Generally, if the function $f:[a,b]\rightarrow \mathbb R$ is integrablely, then for any $\lambda\in [0,1]$ , $\lim_{n\to\infty}\ \frac 1n\cdot\sum_{k=1}^nf\left[a+\frac {(k-\lambda )(b-a)}{n}\right]=\int_a^bf(x)\ \mathrm{dx}$ .

$ \blacksquare\ 8^{\circ}$ If $f:[0,1]\rightarrow \mathbb R$ is derivably and $f''$ is integrably , then $\lim_{n\to\infty}\ n\left[\frac 1n\cdot\sum_{k=1}^nf\left(\frac kn\right)-\int_0^1f(x)\ \mathrm{dx}\right]=\frac 12\cdot [f(1)-f(0)]$ .

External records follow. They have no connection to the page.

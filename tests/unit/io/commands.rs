//! Tests for the maze commands and their artifacts

#[cfg(test)]
mod tests {
    use rand::{SeedableRng, rngs::StdRng};
    use shapemaze::io::commands::{MazeArtifact, MazeCommand};
    use shapemaze::{MazeError, Result};
    use shapemaze::io::configuration::{
        BASE_TAGS, CAPTION, DEFAULT_CELL_SIZE, HEART_MAZE_SIZE, MAX_COLUMNS, MAX_RANDOM_SIZE,
        MAX_ROWS, MIN_RANDOM_SIZE, SEEDED_CELL_SIZE,
    };
    use shapemaze::seeding::FontLibrary;

    fn run(command: &MazeCommand, fonts: &FontLibrary, seed: u64) -> Result<MazeArtifact> {
        command.run(fonts, StdRng::seed_from_u64(seed))
    }

    // Tests explicit sizes, caption, tags and the spanning tree
    #[test]
    fn test_random_with_sizes() {
        let command = MazeCommand::Random {
            rows: Some(5),
            columns: Some(7),
        };
        let Ok(artifact) = run(&command, &FontLibrary::default(), 3) else {
            unreachable!("plain mazes need no fonts");
        };

        assert_eq!(
            artifact.image.dimensions(),
            (7 * DEFAULT_CELL_SIZE, 5 * DEFAULT_CELL_SIZE)
        );
        assert_eq!(artifact.mask.dimensions(), artifact.image.dimensions());
        assert_eq!(artifact.alt_text, "A computer generated 5 by 7 maze.");
        assert_eq!(artifact.caption, CAPTION);
        assert_eq!(artifact.tags, BASE_TAGS.map(String::from).to_vec());
        assert_eq!(artifact.summary.passages, 34);
        assert_eq!(artifact.summary.reachable_from_start, 35);
    }

    // Tests clamping and the columns-follow-rows default
    // Verified by clamping columns to MAX_ROWS
    #[test]
    fn test_random_clamps() {
        let fonts = FontLibrary::default();
        let big = MazeCommand::Random {
            rows: Some(500),
            columns: Some(500),
        };
        let Ok(artifact) = run(&big, &fonts, 1) else {
            unreachable!("plain mazes need no fonts");
        };
        assert_eq!(artifact.summary.dimensions, (MAX_COLUMNS, MAX_ROWS));

        let square = MazeCommand::Random {
            rows: Some(6),
            columns: None,
        };
        let Ok(artifact) = run(&square, &fonts, 1) else {
            unreachable!("plain mazes need no fonts");
        };
        assert_eq!(artifact.summary.dimensions, (6, 6));
    }

    // Missing and zero sizes pick a random square size
    #[test]
    fn test_random_size_range() {
        let fonts = FontLibrary::default();
        for (seed, rows) in [(1, None), (2, Some(0)), (3, None)] {
            let command = MazeCommand::Random { rows, columns: None };
            let Ok(artifact) = run(&command, &fonts, seed) else {
                unreachable!("plain mazes need no fonts");
            };
            let (width, height) = artifact.summary.dimensions;
            assert_eq!(width, height);
            assert!((MIN_RANDOM_SIZE..=MAX_RANDOM_SIZE).contains(&width));
        }
    }

    // Tests the heart is solid and the rest is one spanning tree
    // Verified by applying the heart without the offset
    #[test]
    fn test_heart() {
        let Ok(artifact) = run(&MazeCommand::Heart, &FontLibrary::default(), 4) else {
            unreachable!("heart needs no fonts");
        };
        let cells = HEART_MAZE_SIZE * HEART_MAZE_SIZE;

        assert_eq!(artifact.summary.solid_cells, 91);
        assert_eq!(artifact.summary.reachable_from_start, cells - 91);
        assert_eq!(artifact.summary.passages, cells - 91 - 1);
        assert!(artifact.tags.contains(&"❤️".to_string()));
        assert_eq!(
            artifact.image.dimensions(),
            (23 * DEFAULT_CELL_SIZE, 23 * DEFAULT_CELL_SIZE)
        );
    }

    // Tests text and emoji commands surface missing fonts
    #[test]
    fn test_seeded_commands_need_fonts() {
        let fonts = FontLibrary::default();
        let text = MazeCommand::Text {
            words: vec!["hi".to_string()],
        };
        let emoji = MazeCommand::Emoji {
            emoji: "A".to_string(),
        };
        assert!(matches!(
            run(&text, &fonts, 0),
            Err(MazeError::ResourceUnavailable { .. })
        ));
        assert!(matches!(
            run(&emoji, &fonts, 0),
            Err(MazeError::ResourceUnavailable { .. })
        ));
        assert!(text.needs_text_font() && !text.needs_glyph_font());
        assert!(emoji.needs_glyph_font() && !emoji.needs_text_font());
        assert!(!MazeCommand::Heart.needs_text_font());
    }

    #[test]
    fn test_text_and_emoji() {
        let Some(font) = crate::system_font() else {
            return;
        };
        let fonts = FontLibrary::new(Some(font.clone()), Some(font));

        let text = MazeCommand::Text {
            words: vec!["Hi".to_string(), "there".to_string()],
        };
        let Ok(artifact) = run(&text, &fonts, 5) else {
            unreachable!("text seeds with a system font");
        };
        let (width, height) = artifact.summary.dimensions;
        assert_eq!(
            artifact.image.dimensions(),
            (width as u32 * SEEDED_CELL_SIZE, height as u32 * SEEDED_CELL_SIZE)
        );
        assert!(artifact.summary.solid_cells > 0);
        assert!(artifact.alt_text.ends_with("containing the text: Hi there."));
        assert!(artifact.alt_text.contains(&format!("{height} by {width}")));

        let emoji = MazeCommand::Emoji {
            emoji: "A".to_string(),
        };
        let Ok(artifact) = run(&emoji, &fonts, 5) else {
            unreachable!("glyph seeds with a system font");
        };
        assert_eq!(artifact.tags.last().map(String::as_str), Some("A"));
    }

    #[test]
    fn test_command_names() {
        assert_eq!(MazeCommand::Heart.name(), "heart");
        assert_eq!(
            MazeCommand::Random {
                rows: None,
                columns: None
            }
            .name(),
            "random"
        );
    }
}
//! Randomized spanning-tree maze generation around text, glyph and bitmap shapes
//!
//! A maze starts as a sparse grid of walled cells. Optional seeding marks cells
//! covered by a rasterized shape as solid, an iterative depth-first search then
//! carves a spanning tree through every other cell, and the renderer turns the
//! result into an RGB image or a boolean mask.

#![forbid(unsafe_code)]

/// Maze generation and structural checks
pub mod algorithm;
/// Command layer, configuration and error handling
pub mod io;
/// Image and mask rendering
pub mod render;
/// Solid-cell seeding from masks, text and glyphs
pub mod seeding;
/// Grid and cell data structures
pub mod spatial;

pub use algorithm::MazeMaker;
pub use io::error::{MazeError, Result};
//! Boolean occupancy mask for compositing

use image::{GrayImage, Luma};
use rand::Rng;

use crate::algorithm::MazeMaker;
use crate::io::configuration::MASK_OPEN;
use crate::io::error::Result;
use crate::render::primitives::{canvas_size, fill_rect, open_regions};

/// Render the open floor as a mask: 255 where passable, 0 elsewhere
///
/// Same pixel layout as `render_image`, without markers.
///
/// # Errors
///
/// Returns `InvalidParameter` if `cell_size` is zero or the image would be too large
pub fn render_mask<R: Rng>(maker: &mut MazeMaker<R>, cell_size: u32) -> Result<GrayImage> {
    let (pixel_width, pixel_height) = canvas_size(maker.width(), maker.height(), cell_size)?;
    let grid = maker.materialize()?;

    let mut mask = GrayImage::new(pixel_width, pixel_height);
    let cs = i64::from(cell_size);
    for pos in grid.interior_positions() {
        let origin = [i64::from(pos[0] - 1) * cs, i64::from(pos[1] - 1) * cs];
        for region in open_regions(&grid.get(pos), origin, cell_size) {
            fill_rect(&mut mask, region, Luma([MASK_OPEN]));
        }
    }
    Ok(mask)
}

/// Whether a mask pixel is open floor
pub fn is_open(mask: &GrayImage, x: u32, y: u32) -> bool {
    mask.get_pixel_checked(x, y)
        .is_some_and(|pixel| pixel.0 == [MASK_OPEN])
}
//! Randomized depth-first spanning-tree generation
//!
//! Carving walks an explicit stack instead of recursing, so stack depth is
//! bounded by heap memory rather than the call stack:
//! 1. Mark the start visited and push it
//! 2. While the stack is non-empty, collect the unvisited in-bounds neighbors
//!    of the current cell
//!    - None left: pop into current (backtrack)
//!    - Otherwise: pick one uniformly, carve the shared wall pair, mark it
//!      visited, push it and move there
//!
//! Solid cells are pre-marked visited, so they are never candidates.

use rand::{Rng, SeedableRng, rngs::StdRng, seq::IndexedRandom};

use crate::io::configuration::START_CELL;
use crate::io::error::{MazeError, Result, invalid_parameter};
use crate::spatial::{Cell, Direction, Grid};

/// Builds a maze over one grid with an injected random source
#[derive(Debug, Clone)]
pub struct MazeMaker<R: Rng = StdRng> {
    grid: Grid,
    rng: R,
}

impl MazeMaker<StdRng> {
    /// Maze maker with a reproducible generator
    ///
    /// # Errors
    ///
    /// Returns `InvalidParameter` if either dimension is zero
    pub fn seeded(width: usize, height: usize, seed: u64) -> Result<Self> {
        Self::new(width, height, StdRng::seed_from_u64(seed))
    }
}

impl<R: Rng> MazeMaker<R> {
    /// Maze maker over an empty `width × height` grid
    ///
    /// # Errors
    ///
    /// Returns `InvalidParameter` if either dimension is zero
    pub fn new(width: usize, height: usize, rng: R) -> Result<Self> {
        Self::from_grid(Grid::new(width, height), rng)
    }

    /// Maze maker over a grid that may already carry solid cells
    ///
    /// # Errors
    ///
    /// Returns `InvalidParameter` if either grid dimension is zero
    pub fn from_grid(grid: Grid, rng: R) -> Result<Self> {
        if grid.width() == 0 {
            return Err(invalid_parameter("width", &0, &"must be positive"));
        }
        if grid.height() == 0 {
            return Err(invalid_parameter("height", &0, &"must be positive"));
        }
        Ok(Self { grid, rng })
    }

    /// The grid being carved
    pub const fn grid(&self) -> &Grid {
        &self.grid
    }

    /// Mutable access to the grid, for seeding before generation
    pub const fn grid_mut(&mut self) -> &mut Grid {
        &mut self.grid
    }

    /// The random source, shared with the renderer for floor colors
    pub const fn rng_mut(&mut self) -> &mut R {
        &mut self.rng
    }

    /// Interior width in cells
    pub const fn width(&self) -> usize {
        self.grid.width()
    }

    /// Interior height in cells
    pub const fn height(&self) -> usize {
        self.grid.height()
    }

    /// Hand back the grid once generation is done
    pub fn into_grid(self) -> Grid {
        self.grid
    }

    /// Generate from the top-left interior cell
    ///
    /// # Errors
    ///
    /// Returns `InvalidStart` if the top-left cell is solid
    pub fn generate(&mut self) -> Result<&mut Self> {
        self.generate_from(START_CELL)?;
        Ok(self)
    }

    /// Carve a spanning tree over every cell reachable from `start`
    ///
    /// Returns the number of passages carved.
    ///
    /// # Errors
    ///
    /// Returns `InvalidStart` if `start` is solid or outside the interior
    pub fn generate_from(&mut self, start: [i32; 2]) -> Result<usize> {
        if !self.grid.in_interior(start) || self.grid.get(start).solid {
            return Err(MazeError::InvalidStart { position: start });
        }

        let mut carved = 0;
        let mut current = start;
        let mut stack = vec![start];
        self.grid.mark_visited(start);

        let mut candidates = Vec::with_capacity(Direction::ALL.len());
        while !stack.is_empty() {
            candidates.clear();
            candidates.extend(Direction::ALL.iter().copied().filter(|&direction| {
                let next = direction.step(current);
                self.grid.in_interior(next) && !self.grid.get(next).visited
            }));

            let Some(&direction) = candidates.choose(&mut self.rng) else {
                if let Some(previous) = stack.pop() {
                    current = previous;
                }
                continue;
            };

            let next = self.grid.carve(current, direction);
            self.grid.mark_visited(next);
            stack.push(next);
            current = next;
            carved += 1;
        }

        tracing::debug!("carved {carved} passages from ({}, {})", start[0], start[1]);
        Ok(carved)
    }

    /// Return the cell at `(x, y)`, generating around it first if unvisited
    ///
    /// Once a cell has been reached, later calls return the stored cell without
    /// carving again.
    ///
    /// # Errors
    ///
    /// Returns `OutOfBounds` if the coordinate is outside the interior
    pub fn get_cell(&mut self, x: i32, y: i32) -> Result<Cell> {
        let pos = [x, y];
        if !self.grid.in_interior(pos) {
            return Err(MazeError::OutOfBounds {
                position: pos,
                dimensions: self.grid.dimensions(),
            });
        }
        if !self.grid.get(pos).visited {
            self.generate_from(pos)?;
        }
        Ok(self.grid.get(pos))
    }

    /// Ensure every interior cell has been generated
    ///
    /// Regions sealed off from the start by solid cells each get their own
    /// tree, starting from their first cell in column-major order.
    ///
    /// # Errors
    ///
    /// Propagates errors from `get_cell`; none occur for interior coordinates
    pub fn materialize(&mut self) -> Result<&Grid> {
        for [x, y] in self.grid.interior_positions() {
            self.get_cell(x, y)?;
        }
        Ok(&self.grid)
    }
}
/// Randomized depth-first maze generation
pub mod generator;
/// Passage counting, reachability and cycle checks
pub mod topology;

pub use generator::MazeMaker;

Generally, if $f:[a,b]\rightarrow \mathbb R$ is derivably and $f'$ is integrably, then for any $\lambda\in [0,1]$ ,
$\lim_{n\to\infty}\ n\cdot \left\{\frac {b-a}{n}\cdot \sum_{k=1}^nf\left[a+\frac {(b-a)(k-\lambda )}{n}\right]-\int_a^bf(x)\ \mathrm{dx}\right\}=$ $\left(\frac 12-\lambda \right)(b-a)[f(b)-f(a)]$ .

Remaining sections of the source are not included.